Usage

Syntax

Overview

PyOMP is an extension to Numba that brings OpenMP parallel programming capabilities to Python. All PyOMP functionality is implemented in the numba.openmp module.

To use PyOMP, you must import from the numba.openmp module. Key imports include:

  • njit - The JIT decorator for compiling functions with OpenMP support

  • openmp_context (typically aliased as openmp) - The context manager for specifying OpenMP directives

  • OpenMP runtime functions - Functions for querying and controlling parallel execution (e.g., omp_get_thread_num(), omp_get_num_threads())

OpenMP directives

OpenMP parallel regions are specified using a with statement for the openmp context, passing the OpenMP syntax specification as a string. The with statement for OpenMP regions must always be placed within a function decorated with the @njit decorator from numba.openmp. The OpenMP directive syntax in PyOMP is identical to the C/C++ OpenMP syntax. For a complete list of supported OpenMP directives with detailed information, see section OpenMP support.

Important

OpenMP regions must be placed within functions decorated with the @njit decorator from numba.openmp. Failure to do so will result in undefined behavior, including potential runtime errors or incorrect execution. Always ensure that any function containing OpenMP directives is properly decorated to avoid such issues.

OpenMP runtime functions

Beyond directives, PyOMP exposes OpenMP runtime functions that allow you to query and control parallel execution behavior. These functions are imported directly from numba.openmp. Commonly used runtime functions include:

  • omp_get_thread_num() - Returns the unique identifier of the calling thread

  • omp_get_num_threads() - Returns the total number of threads in the current parallel region

  • omp_set_num_threads(n) - Sets the number of threads for subsequent parallel regions

  • omp_get_wtime() - Returns elapsed wall-clock time (useful for performance profiling)

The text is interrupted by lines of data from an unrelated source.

use criterion::{criterion_group, criterion_main, BatchSize, Criterion};
use refsample::{ReferenceSample, XYDataset};
use tempfile::tempdir;

const N_OBJECTS: i64 = 2_000;
const SED_POINTS: usize = 200;
const PDZ_BINS: usize = 100;
/// Small enough to rotate a few times per run.
const MAX_FILE_SIZE: u64 = 512 * 1024;

fn sed(id: i64) -> XYDataset {
    (0..SED_POINTS)
        .map(|i| (1000.0 + i as f64 * 5.0, (id as f64 + i as f64).sin().abs()))
        .collect()
}

fn pdz(id: i64) -> XYDataset {
    (0..PDZ_BINS)
        .map(|i| (i as f64 * 0.06, ((id + i as i64) % 7) as f64 / 7.0))
        .collect()
}

fn build_store(dir: &std::path::Path) -> ReferenceSample {
    let mut rs = ReferenceSample::create(dir.join("rs"), MAX_FILE_SIZE).unwrap();
    for id in 0..N_OBJECTS {
        rs.create_object(id).unwrap();
        rs.add_sed_data(id, &sed(id)).unwrap();
        rs.add_pdz_data(id, &pdz(id)).unwrap();
    }
    rs
}

fn write_benchmark(c: &mut Criterion) {
    c.bench_function("refsample_load_2k", |b| {
        b.iter_batched(
            || {
                let data: Vec<_> = (0..N_OBJECTS).map(|id| (id, sed(id), pdz(id))).collect();
                (tempdir().unwrap(), data)
            },
            |(dir, data)| {
                let mut rs = ReferenceSample::create(dir.path().join("rs"), MAX_FILE_SIZE).unwrap();
                for (id, s, p) in &data {
                    rs.create_object(*id).unwrap();
                    rs.add_sed_data(*id, s).unwrap();
                    rs.add_pdz_data(*id, p).unwrap();
                }
            },
            BatchSize::LargeInput,
        );
    });
}

fn read_benchmark(c: &mut Criterion) {
    c.bench_function("refsample_read_all_2k", |b| {
        b.iter_batched(
            || {
                let dir = tempdir().unwrap();
                let rs = build_store(dir.path());
                (dir, rs)
            },
            |(_dir, rs)| {
                for id in rs.ids() {
                    assert!(rs.get_sed_data(id).unwrap().is_some());
                    assert!(rs.get_pdz_data(id).unwrap().is_some());
                }
            },
            BatchSize::LargeInput,
        );
    });
}

fn optimize_benchmark(c: &mut Criterion) {
    c.bench_function("refsample_optimize_2k", |b| {
        b.iter_batched(
            || {
                let dir = tempdir().unwrap();
                let rs = build_store(dir.path());
                (dir, rs)
            },
            |(_dir, mut rs)| {
                rs.optimize().unwrap();
            },
            BatchSize::LargeInput,
        );
    });
}

criterion_group!(benches, write_benchmark, read_benchmark, optimize_benchmark);
criterion_main!(benches);
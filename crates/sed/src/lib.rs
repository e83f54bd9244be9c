//! # SED data files
//!
//! Append-only storage of spectral energy distributions for the reference
//! sample. One [`SedDataProvider`] owns one `sed_data_<n>.bin` file for its
//! whole lifetime.
//!
//! ## Binary Record Format
//!
//! ```text
//! [id: i64 LE][length: u32 LE][x: f32 LE][y: f32 LE] × length
//! ```
//!
//! There is no file-level header: a SED file is just a sequence of records
//! and a record is addressed by the byte offset of its `id` field. Each SED
//! carries its own wavelength grid, so nothing ties one record to the next.
//!
//! ## Example
//!
//! ```rust,no_run
//! use sed::SedDataProvider;
//! use xydataset::XYDataset;
//!
//! std::fs::File::create("sed_data_1.bin").unwrap();
//! let mut p = SedDataProvider::open("sed_data_1.bin").unwrap();
//! let sed = XYDataset::new(vec![(100.0, 1.0), (105.0, 2.0)]);
//! let offset = p.add_sed(42, &sed).unwrap();
//! let (id, back) = p.read_sed(offset as i64).unwrap();
//! assert_eq!(id, 42);
//! assert_eq!(back.len(), 2);
//! ```

use byteorder::{LittleEndian, ReadBytesExt, WriteBytesExt};
use std::fs::{File, OpenOptions};
use std::io::{self, Read, Seek, SeekFrom, Write};
use std::path::{Path, PathBuf};
use std::sync::Mutex;

use thiserror::Error;
use xydataset::XYDataset;

/// Size of the fixed record prefix: 8 (`id`) + 4 (`length`).
pub const RECORD_HEADER_BYTES: u64 = 8 + 4;

/// Size of one stored `(x, y)` pair.
pub const PAIR_BYTES: u64 = 4 + 4;

/// Errors that can occur while reading or appending SED records.
#[derive(Debug, Error)]
pub enum SedError {
    /// An underlying I/O error.
    #[error("io error: {0}")]
    Io(#[from] io::Error),

    /// The wavelength axis is not strictly ascending.
    #[error("SED wavelengths not in order (point {index})")]
    Unsorted { index: usize },

    /// The SED has more points than the `u32` length field can describe.
    #[error("SED too long: {0} points")]
    TooLong(usize),

    /// A read was requested at a negative offset.
    #[error("negative offset {0}")]
    NegativeOffset(i64),

    /// The record at `offset` runs past the end of the file.
    #[error("corrupt SED record at offset {offset}: {reason}")]
    Corrupt { offset: u64, reason: String },

    /// A previous holder of the file lock panicked.
    #[error("SED file lock poisoned")]
    Poisoned,
}

/// Reads and appends SED records on a single data file.
///
/// The file handle lives behind a `Mutex` so reads can go through `&self`
/// even though they need to seek. Appends take `&mut self` and bypass the
/// lock entirely.
pub struct SedDataProvider {
    path: PathBuf,
    file: Mutex<File>,
    /// Reusable scratch buffer; a whole record is staged here and written
    /// with a single `write_all`.
    buf: Vec<u8>,
}

impl std::fmt::Debug for SedDataProvider {
    fn fmt(&self, f: &mut std::fmt::Formatter<'_>) -> std::fmt::Result {
        f.debug_struct("SedDataProvider")
            .field("path", &self.path)
            .finish()
    }
}

impl SedDataProvider {
    /// Opens an existing SED data file for reading and appending.
    ///
    /// The file is never created here; a missing file is an I/O error.
    pub fn open<P: AsRef<Path>>(path: P) -> Result<Self, SedError> {
        let path = path.as_ref().to_path_buf();
        let file = OpenOptions::new().read(true).write(true).open(&path)?;
        Ok(Self {
            path,
            file: Mutex::new(file),
            buf: Vec::with_capacity(256),
        })
    }

    /// Checks that `data` can be stored: strictly ascending wavelengths and
    /// a length that fits the record header.
    pub fn validate(data: &XYDataset) -> Result<(), SedError> {
        if data.len() > u32::MAX as usize {
            return Err(SedError::TooLong(data.len()));
        }
        if let Some(index) = data.first_unsorted() {
            return Err(SedError::Unsorted { index });
        }
        Ok(())
    }

    /// Appends the SED of object `id` and returns the byte offset at which
    /// the record starts.
    ///
    /// Nothing is written if validation fails.
    pub fn add_sed(&mut self, id: i64, data: &XYDataset) -> Result<u64, SedError> {
        Self::validate(data)?;

        self.buf.clear();
        self.buf.write_i64::<LittleEndian>(id)?;
        self.buf.write_u32::<LittleEndian>(data.len() as u32)?;
        for (x, y) in data.to_f32_pairs() {
            self.buf.write_f32::<LittleEndian>(x)?;
            self.buf.write_f32::<LittleEndian>(y)?;
        }

        let file = self.file.get_mut().map_err(|_| SedError::Poisoned)?;
        let offset = file.seek(SeekFrom::End(0))?;
        file.write_all(&self.buf)?;
        file.flush()?;
        Ok(offset)
    }

    /// Reads the record starting at `offset`, returning the stored object id
    /// together with the dataset.
    ///
    /// # Errors
    ///
    /// - `NegativeOffset` if `offset < 0`.
    /// - `Corrupt` if the header or the points run past end-of-file.
    /// - `Io` on any other read failure.
    pub fn read_sed(&self, offset: i64) -> Result<(i64, XYDataset), SedError> {
        if offset < 0 {
            return Err(SedError::NegativeOffset(offset));
        }
        let offset = offset as u64;

        let mut f = self.file.lock().map_err(|_| SedError::Poisoned)?;
        let filesize = f.metadata()?.len();

        if offset.saturating_add(RECORD_HEADER_BYTES) > filesize {
            return Err(SedError::Corrupt {
                offset,
                reason: format!("record header past end of file ({} bytes)", filesize),
            });
        }

        f.seek(SeekFrom::Start(offset))?;
        let mut header = [0u8; RECORD_HEADER_BYTES as usize];
        f.read_exact(&mut header)?;
        let mut h = &header[..];
        let id = h.read_i64::<LittleEndian>()?;
        let length = h.read_u32::<LittleEndian>()? as u64;

        let body_len = length * PAIR_BYTES;
        if offset + RECORD_HEADER_BYTES + body_len > filesize {
            return Err(SedError::Corrupt {
                offset,
                reason: format!("{} points run past end of file", length),
            });
        }

        let mut body = vec![0u8; body_len as usize];
        f.read_exact(&mut body)?;

        let mut b = &body[..];
        let mut points = Vec::with_capacity(length as usize);
        for _ in 0..length {
            let x = b.read_f32::<LittleEndian>()?;
            let y = b.read_f32::<LittleEndian>()?;
            points.push((x as f64, y as f64));
        }

        Ok((id, XYDataset::new(points)))
    }

    /// Current on-disk size of the file in bytes.
    pub fn size(&self) -> Result<u64, SedError> {
        let f = self.file.lock().map_err(|_| SedError::Poisoned)?;
        Ok(f.metadata()?.len())
    }

    /// Forces appended records to stable storage via `sync_all()`.
    pub fn sync_to_disk(&mut self) -> Result<(), SedError> {
        let file = self.file.get_mut().map_err(|_| SedError::Poisoned)?;
        file.flush()?;
        file.sync_all()?;
        Ok(())
    }

    pub fn path(&self) -> &Path {
        &self.path
    }
}

/// Size in bytes of the record [`SedDataProvider::add_sed`] writes for `data`.
pub fn record_size(data: &XYDataset) -> u64 {
    RECORD_HEADER_BYTES + data.len() as u64 * PAIR_BYTES
}
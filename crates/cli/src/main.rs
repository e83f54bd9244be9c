//! # CLI - Reference Sample Interactive Shell
//!
//! A REPL-style command-line interface over one reference sample store.
//! Reads commands from stdin, executes them, and prints results to stdout.
//! Designed for both interactive use and scripted loading (pipe commands
//! via stdin). Logs go to stderr.
//!
//! ## Commands
//!
//! ```text
//! NEW id                    Register an object
//! ADDSED id x:y [x:y ...]   Write the SED of an object
//! ADDPDZ id z:p [z:p ...]   Write the PDZ of an object
//! GETSED id                 Print the SED (or "(nil)")
//! GETPDZ id                 Print the PDZ (or "(nil)")
//! IDS                       List all ids in index order
//! SIZE                      Number of objects
//! MISSING SED|PDZ           Ids without that dataset
//! OPTIMIZE                  Fsync data files and sort the index
//! STATS                     Print store debug info
//! EXIT / QUIT               Shut down gracefully
//! ```
//!
//! ## Configuration
//!
//! ```text
//! REFSAMPLE_PATH         store root directory           (default: "refsample")
//! REFSAMPLE_MAX_FILE_KB  data file budget in KiB        (default: 1048576 = 1 GiB)
//! REFSAMPLE_OVERWRITE    wipe an existing store first   (default: "false")
//! REFSAMPLE_SYNC         fsync data and index per write (default: "false")
//! RUST_LOG               log filter                     (default: "warn")
//! ```
//!
//! ## Example
//!
//! ```text
//! $ cargo run -p cli
//! RefSample ready (path=refsample, objects=0, max_file=1048576KiB, sync=false)
//! > NEW 10
//! OK
//! > ADDSED 10 100:1 105:2 110:3
//! OK
//! > GETSED 10
//! 100:1 105:2 110:3
//! > EXIT
//! bye
//! ```

mod commands;

use anyhow::Result;
use commands::{execute, parse, Command};
use config::RefSampleConfig;
use refsample::ReferenceSample;
use std::io::{self, BufRead, Write};
use tracing::info;
use tracing_subscriber::EnvFilter;

fn main() -> Result<()> {
    tracing_subscriber::fmt()
        .with_env_filter(EnvFilter::try_from_default_env().unwrap_or_else(|_| "warn".into()))
        .with_writer(io::stderr)
        .init();

    let cfg = RefSampleConfig::from_env()?;
    if cfg.clear_target()? {
        info!("removed existing store at {}", cfg.path.display());
    }

    let mut rs = if cfg.path.exists() {
        ReferenceSample::open(&cfg.path, cfg.max_file_size)?
    } else {
        ReferenceSample::create(&cfg.path, cfg.max_file_size)?
    };
    rs.set_sync(cfg.sync);

    println!(
        "RefSample ready (path={}, objects={}, max_file={}KiB, sync={})",
        cfg.path.display(),
        rs.size(),
        cfg.max_file_size / 1024,
        cfg.sync
    );
    println!("Commands: NEW id | ADDSED id x:y.. | ADDPDZ id z:p.. | GETSED id | GETPDZ id");
    println!("          IDS | SIZE | MISSING SED|PDZ | OPTIMIZE | STATS | EXIT");
    print!("> ");
    io::stdout().flush().ok();

    let stdin = io::stdin();

    for line in stdin.lock().lines() {
        let line = line?;
        match parse(&line) {
            Ok(Some(Command::Exit)) => {
                println!("bye");
                break;
            }
            Ok(Some(cmd)) => println!("{}", execute(&mut rs, cmd)),
            Ok(None) => {}
            Err(msg) => println!("ERR {}", msg),
        }

        print!("> ");
        io::stdout().flush().ok();
    }

    rs.sync_to_disk()?;
    Ok(())
}
/// Cold-start path: rebuilding the SED and PDZ provider pools from the data
/// file ids the index references.
///
/// The pools are dense vectors where slot `i` holds file `i + 1`. They cover
/// every id from 1 to the highest id in use, so file 1 is always opened even
/// on a store that never had a write.
use anyhow::{Context, Result};
use pdz::PdzDataProvider;
use sed::SedDataProvider;
use std::collections::BTreeSet;
use std::fs::OpenOptions;
use std::ops::RangeInclusive;
use std::path::Path;
use tracing::warn;

use crate::{pdz_file_name, sed_file_name, ReferenceSample};

/// Creates `path` if it does not exist, leaving existing content untouched.
///
/// New files get default permissions, so the process umask applies.
pub fn touch(path: &Path) -> Result<()> {
    OpenOptions::new()
        .create(true)
        .append(true)
        .open(path)
        .with_context(|| format!("failed to create {}", path.display()))?;
    Ok(())
}

/// File ids a pool must hold given the ids referenced by the index.
pub(crate) fn pool_range(files: &BTreeSet<u16>) -> RangeInclusive<u16> {
    let last = files.last().copied().unwrap_or(1).max(1);
    1..=last
}

impl ReferenceSample {
    pub(crate) fn open_sed_pool(root: &Path, files: &BTreeSet<u16>) -> Result<Vec<SedDataProvider>> {
        pool_range(files)
            .map(|file| {
                let path = root.join(sed_file_name(file));
                SedDataProvider::open(&path)
                    .with_context(|| format!("failed to open SED data file {}", path.display()))
            })
            .collect()
    }

    pub(crate) fn open_pdz_pool(root: &Path, files: &BTreeSet<u16>) -> Result<Vec<PdzDataProvider>> {
        pool_range(files)
            .map(|file| {
                let path = root.join(pdz_file_name(file));
                PdzDataProvider::open(&path)
                    .with_context(|| format!("failed to open PDZ data file {}", path.display()))
            })
            .collect()
    }

    /// Warns if the files of a pool disagree on the PDZ bin axis. Stores
    /// written by this crate never do; the check is for foreign stores.
    pub(crate) fn check_pdz_axes(pool: &[PdzDataProvider]) {
        let mut axes = pool.iter().filter(|p| !p.bins().is_empty());
        if let Some(first) = axes.next() {
            for other in axes {
                if other.bins() != first.bins() {
                    warn!(
                        "PDZ file {} uses a different bin axis than {}",
                        other.path().display(),
                        first.path().display()
                    );
                }
            }
        }
    }
}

  • omp_get_max_threads() - Returns the maximum number of threads available

For a comprehensive list of all available runtime functions, refer to the OpenMP support documentation.

Examples

CPU parallelism example

Here is a minimal parallel “hello world” example for CPU execution:

 1from numba.openmp import njit
 2from numba.openmp import openmp_context as openmp
 3from numba.openmp import omp_get_thread_num
 4
 5@njit
 6def hello():
 7   with openmp("parallel"):
 8      print("Hello from thread", omp_get_thread_num())
 9
10hello()

Key aspects of this example:

  • Imports (lines 1–3): Import the njit decorator, openmp_context context manager, and runtime function omp_get_thread_num() from numba.openmp.

  • @njit decorator (line 5): Required to compile the function with OpenMP support using Numba’s JIT compiler in nopython mode.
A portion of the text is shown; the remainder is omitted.